"William."
Four feet of linoleum between us. He has to look down to hold my gaze and I tilt my chin up and hold it back. He is bigger up close than he was from across the room. The lines of his face are sharper than I remembered, every feature more defined by whatever the last ten years involved. There are lines at the corners of his eyes.
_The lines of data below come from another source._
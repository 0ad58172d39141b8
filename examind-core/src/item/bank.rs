//! ItemBank trait and the in-memory implementation
//!
//! The item bank is an external collaborator; the engine only fetches
//! a pool snapshot per session. InMemoryItemBank doubles as the test
//! implementation, with a switch to simulate bank outages.

use std::collections::HashMap;
use std::sync::atomic::{AtomicBool, Ordering};

use async_trait::async_trait;
use tokio::sync::RwLock;

use crate::error::ItemBankError;

use super::Item;

/// Read-only source of calibrated item pools, keyed by exam
#[async_trait]
pub trait ItemBank: Send + Sync {
    /// Fetch the full item pool for an exam
    ///
    /// The returned items are snapshotted by the caller and never
    /// written back.
    async fn fetch_item_pool(&self, exam_id: &str) -> Result<Vec<Item>, ItemBankError>;
}

/// In-memory item bank
///
/// Pools are registered up front with [`InMemoryItemBank::insert_pool`].
/// `fail_next` makes the next fetch report the bank as unavailable,
/// which tests use to exercise infrastructure-failure paths.
#[derive(Default)]
pub struct InMemoryItemBank {
    pools: RwLock<HashMap<String, Vec<Item>>>,
    fail_next: AtomicBool,
}

impl InMemoryItemBank {
    pub fn new() -> Self {
        Self::default()
    }

    /// Register (or replace) the pool for an exam
    pub async fn insert_pool(&self, exam_id: impl Into<String>, items: Vec<Item>) {
        self.pools.write().await.insert(exam_id.into(), items);
    }

    /// Make the next `fetch_item_pool` call fail with `Unavailable`
    pub fn fail_next(&self) {
        self.fail_next.store(true, Ordering::SeqCst);
    }
}

#[async_trait]
impl ItemBank for InMemoryItemBank {
    async fn fetch_item_pool(&self, exam_id: &str) -> Result<Vec<Item>, ItemBankError> {
        if self.fail_next.swap(false, Ordering::SeqCst) {
            return Err(ItemBankError::Unavailable("injected failure".to_string()));
        }
        self.pools
            .read()
            .await
            .get(exam_id)
            .cloned()
            .ok_or_else(|| ItemBankError::UnknownExam(exam_id.to_string()))
    }
}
He is still devastatingly handsome.
The contempt is not new. It's just heavier now.
"Thank you for calling me." I can tell that he is being truthful and that he simultaneously resents having to say these words.
He pauses. Looks me straight in the eyes. "Why are you Charlotte's emergency contact?"
"She asked me to be. When she joined the academy." I keep my voice even. "She told me that if there ever was a circumstance where bad news had to be delivered to you, she wanted it to come from a friend of hers."
Something moves through his face at that. Hurt, I think, controlled fast enough that I can't be certain.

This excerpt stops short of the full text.